J’élevai encore la voix :

— Vous devriez savoir que Dorothée est entrée chez vous par désespoir, que nous nous aimions tous les deux, que nous nous aimons encore et qu’elle ne peut pas, sans en mourir, entendez-vous, rester au couvent.

— Jeune homme, calmez-vous, je vous en prie ! Il arrive souvent que la voix du Maître se fait entendre, impérieuse, au milieu des amours humaines. Au-dessus de tout, il y a l’amour de Celui-ci.

Elle me montrait le crucifix qu’elle portait à sa ceinture. J’aurais dû avoir pitié de sa sincérité douloureuse. Je m’exaspérais de plus en plus. Elle ajouta :

— Si le bon monsieur Meunier vivait, voyez-vous, il serait content de faire le sacrifice de sa fille.

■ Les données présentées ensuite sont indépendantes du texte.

use std::collections::BTreeSet;

use serde::{Deserialize, Serialize};

use crate::escalation::EscalationDecision;

/// Ledger policy thresholds.
#[derive(Clone, Debug, PartialEq, Eq, Serialize, Deserialize)]
pub struct LedgerConfig {
    /// Blur-to-focus gaps at or below this are OS focus flicker, not losses.
    pub focus_flicker_ms: u64,

    /// Paste count at which pastes start raising warnings (each paste from here on).
    pub paste_warning_threshold: u32,
}

impl LedgerConfig {
    pub fn defaults() -> Self {
        Self {
            focus_flicker_ms: 500,
            paste_warning_threshold: 2,
        }
    }
}

/// Per-category violation counters. Monotonically non-decreasing.
#[derive(Clone, Copy, Debug, Default, PartialEq, Eq, Serialize, Deserialize)]
pub struct ViolationCounters {
    pub tab_switches: u32,
    pub focus_losses: u32,
    pub paste_events: u32,
    pub gaze_away_count: u32,
    pub typing_burst_count: u32,
    pub anomaly_warnings: u32,
    pub total_warnings: u32,
}

#[derive(Clone, Copy, Debug, PartialEq, Eq, Serialize, Deserialize)]
#[serde(rename_all = "SCREAMING_SNAKE_CASE")]
pub enum CounterKind {
    TabSwitch,
    FocusLoss,
    Paste,
    GazeAway,
    TypingBurst,
    TypingAnomaly,
}

/// Ledger state. Counters are readable by anyone, writable only by this crate.
#[derive(Clone, Debug, Default, PartialEq, Eq)]
pub struct LedgerState {
    pub(crate) counters: ViolationCounters,
    /// Every event `seq` already recorded.
    pub(crate) seen: BTreeSet<u64>,
    /// Hide timestamp awaiting its matching TabVisible.
    pub(crate) pending_hide_ts: Option<u64>,
    /// Blur timestamp awaiting its matching WindowFocus.
    pub(crate) pending_blur_ts: Option<u64>,
}

impl LedgerState {
    pub fn new() -> Self {
        Self::default()
    }

    pub fn counters(&self) -> ViolationCounters {
        self.counters
    }

    pub fn has_recorded(&self, seq: u64) -> bool {
        self.seen.contains(&seq)
    }

    /// True while the tab is hidden with no TabVisible seen yet.
    pub fn tab_hidden_since(&self) -> Option<u64> {
        self.pending_hide_ts
    }
}

#[derive(Clone, Copy, Debug, PartialEq, Eq)]
pub enum Disposition {
    Recorded,
    /// Event `seq` already recorded; nothing changed.
    Duplicate,
}

/// A warning that went through the escalation policy.
#[derive(Clone, Debug, PartialEq, Eq)]
pub struct RaisedWarning {
    pub title: String,
    pub message: String,
    pub decision: EscalationDecision,
}

/// What one `record_*` call did.
#[derive(Clone, Debug, PartialEq, Eq)]
pub struct RecordOutcome {
    pub disposition: Disposition,
    pub counted: Option<CounterKind>,
    /// Human-readable line for the session log (no warning implied).
    pub note: Option<String>,
    pub warning: Option<RaisedWarning>,
}

impl RecordOutcome {
    pub(crate) fn recorded() -> Self {
        Self {
            disposition: Disposition::Recorded,
            counted: None,
            note: None,
            warning: None,
        }
    }

    pub(crate) fn duplicate() -> Self {
        Self {
            disposition: Disposition::Duplicate,
            ..Self::recorded()
        }
    }

    pub fn requires_termination(&self) -> bool {
        self.warning
            .as_ref()
            .map(|w| w.decision.requires_termination())
            .unwrap_or(false)
    }
}
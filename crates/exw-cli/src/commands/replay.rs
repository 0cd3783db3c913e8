//! `exw replay`: recorded `SessionInput` script -> fresh engine -> report JSON.

use anyhow::{bail, Context, Result};
use exw_audit::{AuditWriter, TOPIC_REPORT, TOPIC_SESSION};
use exw_engine::{Applied, MonitorEngine};
use exw_schemas::SessionInput;
use serde_json::json;
use std::fs;
use tracing::{info, warn};
use uuid::Uuid;

use super::load_engine_config;

/// Blank lines and `#` comments are skipped; any other bad line fails the whole script.
pub fn parse_script(text: &str) -> Result<Vec<SessionInput>> {
    let mut out = Vec::new();
    for (i, line) in text.lines().enumerate() {
        let trimmed = line.trim();
        if trimmed.is_empty() || trimmed.starts_with('#') {
            continue;
        }
        let input: SessionInput = serde_json::from_str(trimmed)
            .with_context(|| format!("malformed script line {}", i + 1))?;
        out.push(input);
    }
    Ok(out)
}

pub fn run(
    script_path: &str,
    config_paths: &[String],
    strict_config: bool,
    audit_path: Option<&str>,
) -> Result<()> {
    let (cfg, loaded) = load_engine_config(config_paths, strict_config)?;

    let text = fs::read_to_string(script_path)
        .with_context(|| format!("read script failed: {}", script_path))?;
    let inputs = parse_script(&text)?;
    info!(inputs = inputs.len(), script = script_path, "replaying session script");

    let mut engine = MonitorEngine::new(cfg);
    for (i, input) in inputs.iter().enumerate() {
        if let Applied::Refused(e) = engine.apply(input) {
            warn!(line = i + 1, error = %e, "transition refused");
        }
    }

    let Some(report) = engine.report() else {
        bail!(
            "script ended in state {} without completing verification; no report",
            engine.state().as_str()
        );
    };

    if let Some(path) = audit_path {
        let mut w = AuditWriter::new(path, Uuid::new_v4(), true)?;
        w.append(
            TOPIC_SESSION,
            "REPLAY",
            json!({
                "script": script_path,
                "inputs": inputs.len(),
                "config_hash": loaded.as_ref().map(|l| l.config_hash.clone()),
            }),
        )?;
        w.append_log_entries(engine.log())?;
        w.append_value(TOPIC_REPORT, "INTEGRITY_REPORT", report)?;
        info!(path, records = w.seq(), "audit written");
    }

    let out = serde_json::to_string_pretty(report).context("serialize report json failed")?;
    println!("{}", out);
    Ok(())
}
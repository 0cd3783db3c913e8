use anyhow::{bail, Result};
use serde::{Deserialize, Serialize};
use serde_json::Value;
use std::collections::BTreeSet;

/// JSON-pointer prefixes the monitor actually reads.
///
/// A leaf under any of these prefixes is consumed; every other leaf is
/// "unused". Mirrors `exw_engine::EngineConfig::from_config_json`; only list
/// pointers that code reads today.
pub const CONSUMED_POINTERS: &[&str] = &[
    "/typing/baseline_samples",
    "/typing/sigma_multiplier",
    "/typing/anomaly_ceiling_ms",
    "/typing/anomaly_increment",
    "/typing/anomaly_emit_threshold",
    "/typing/burst_threshold_ms",
    "/typing/burst_run_length",
    "/ledger/focus_flicker_ms",
    "/ledger/paste_warning_threshold",
    "/escalation/max_warnings",
    "/signals/paste_preview_chars",
    "/signals/gaze/center_min",
    "/signals/gaze/center_max",
    "/signals/gaze/sustain_ms",
    "/session/require_camera",
    "/session/require_microphone",
    "/session/require_face",
    "/session/require_fullscreen",
    "/scoring/violation_weight",
    "/scoring/gaze_divisor",
    "/scoring/high_threshold",
    "/scoring/medium_threshold",
    "/display/live_log_limit",
    "/display/warning_log_limit",
];

#[derive(Debug, Clone, Copy, PartialEq, Eq)]
pub enum UnusedKeyPolicy {
    Warn,
    Fail,
}

#[derive(Debug, Clone, Serialize, Deserialize)]
pub struct UnusedKeyReport {
    /// Sorted, unique.
    pub consumed_prefixes: Vec<String>,
    /// Sorted.
    pub unused_leaf_pointers: Vec<String>,
}

impl UnusedKeyReport {
    pub fn is_clean(&self) -> bool {
        self.unused_leaf_pointers.is_empty()
    }
}

/// `Warn` always returns the report; `Fail` errors when any leaf is unused.
pub fn report_unused_keys(config_json: &Value, policy: UnusedKeyPolicy) -> Result<UnusedKeyReport> {
    let consumed: BTreeSet<String> = CONSUMED_POINTERS
        .iter()
        .map(|p| normalize_pointer(p))
        .collect();
    let consumed_prefixes: Vec<String> = consumed.into_iter().collect();

    let mut leaves: Vec<String> = Vec::new();
    collect_leaf_pointers(config_json, "", &mut leaves);

    let mut unused: Vec<String> = leaves
        .into_iter()
        .filter(|leaf| !consumed_prefixes.iter().any(|cp| is_prefix_pointer(cp, leaf)))
        .collect();
    unused.sort();
    unused.dedup();

    let report = UnusedKeyReport {
        consumed_prefixes,
        unused_leaf_pointers: unused,
    };

    if policy == UnusedKeyPolicy::Fail && !report.is_clean() {
        bail!(
            "CONFIG_UNUSED_KEYS: {} unused config leaf key(s) detected. \
            Remove them or update the consumed registry. First few: {:?}",
            report.unused_leaf_pointers.len(),
            report.unused_leaf_pointers.iter().take(12).collect::<Vec<_>>()
        );
    }

    Ok(report)
}

fn normalize_pointer(p: &str) -> String {
    let mut s = p.trim().to_string();
    if s.is_empty() {
        return "/".to_string();
    }
    if !s.starts_with('/') {
        s.insert(0, '/');
    }
    while s.ends_with('/') && s.len() > 1 {
        s.pop();
    }
    s
}

/// "/a/b" consumes "/a/b" and "/a/b/c" but not "/a/bc".
fn is_prefix_pointer(prefix: &str, leaf: &str) -> bool {
    if prefix == "/" || leaf == prefix {
        return true;
    }
    leaf.starts_with(prefix) && leaf[prefix.len()..].starts_with('/')
}

fn collect_leaf_pointers(v: &Value, prefix: &str, out: &mut Vec<String>) {
    match v {
        Value::Object(map) if !map.is_empty() => {
            for (k, vv) in map {
                let next = format!("{}/{}", prefix, k.replace('~', "~0").replace('/', "~1"));
                collect_leaf_pointers(vv, &next, out);
            }
        }
        Value::Array(arr) if !arr.is_empty() => {
            for (i, vv) in arr.iter().enumerate() {
                collect_leaf_pointers(vv, &format!("{}/{}", prefix, i), out);
            }
        }
        _ => {
            if prefix.is_empty() {
                // An empty root document has no leaves.
                if !v.is_object() {
                    out.push("/".to_string());
                }
            } else {
                out.push(prefix.to_string());
            }
        }
    }
}
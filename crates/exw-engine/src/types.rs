use exw_ledger::{ViolationCounters, WarningBudget, WarningRecord};
use exw_schemas::LogEntry;
use exw_session::{SessionState, TransitionError};
use exw_signals::SuppressReason;
use exw_typing::{IntervalReason, TypingBaseline};
use serde::{Deserialize, Serialize};

/// Result of delivering one raw signal or event.
#[derive(Clone, Debug, PartialEq, Eq)]
pub enum IngestOutcome {
    Accepted {
        /// Arrival `seq` assigned by the normalizer.
        seq: u64,
        /// Warnings raised while handling this event (typing signals included).
        warnings_raised: u32,
        /// True when this event fired the terminate effect.
        terminated: bool,
    },
    Discarded {
        reason: DiscardReason,
    },
}

impl IngestOutcome {
    pub fn is_accepted(&self) -> bool {
        matches!(self, IngestOutcome::Accepted { .. })
    }
}

#[derive(Clone, Copy, Debug, PartialEq, Eq)]
pub enum DiscardReason {
    /// Session not InProgress.
    NotInProgress(SessionState),
    /// Normalizer produced no event.
    Suppressed(SuppressReason),
    /// Canonical event `seq` already delivered.
    Duplicate,
    /// Keystroke interval rejected by the estimator.
    BadInterval(IntervalReason),
}

impl std::fmt::Display for DiscardReason {
    fn fmt(&self, f: &mut std::fmt::Formatter<'_>) -> std::fmt::Result {
        match self {
            DiscardReason::NotInProgress(s) => write!(f, "session {}", s.as_str()),
            DiscardReason::Suppressed(r) => write!(f, "suppressed: {:?}", r),
            DiscardReason::Duplicate => write!(f, "duplicate seq"),
            DiscardReason::BadInterval(r) => write!(f, "bad interval: {:?}", r),
        }
    }
}

/// Result of [`crate::MonitorEngine::apply`] for one scripted input.
#[derive(Clone, Debug, PartialEq, Eq)]
pub enum Applied {
    Ingested(IngestOutcome),
    Transitioned(SessionState),
    Refused(TransitionError),
}

/// Read-only view for presentation layers. Cheap to build; owns its data.
#[derive(Clone, Debug, PartialEq, Serialize, Deserialize)]
pub struct MonitorSnapshot {
    pub state: SessionState,
    /// `SETUP`, `IN_PROGRESS`, ..., `TERMINATED`.
    pub state_label: String,
    pub counters: ViolationCounters,
    pub budget: WarningBudget,
    pub baseline: TypingBaseline,
    pub burst_run: u32,
    pub events_recorded: u64,
    /// Most recent first.
    pub recent_warnings: Vec<WarningRecord>,
    /// Most recent first.
    pub recent_log: Vec<LogEntry>,
    pub report_ready: bool,
}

— Il n’est pas naturel que des parents sacrifient leurs enfants. Ils n’en ont pas le droit. Vous dites la fille de Meunier ? Vous en parlez à votre aise : elle n’est pas sa fille !

— Monsieur, si vous vous permettez de tels propos, vous faites mieux de vous en aller.

— Je ne sortirai pas d’ici sans Dorothée. Je la veux ! Je la veux ! Je la veux !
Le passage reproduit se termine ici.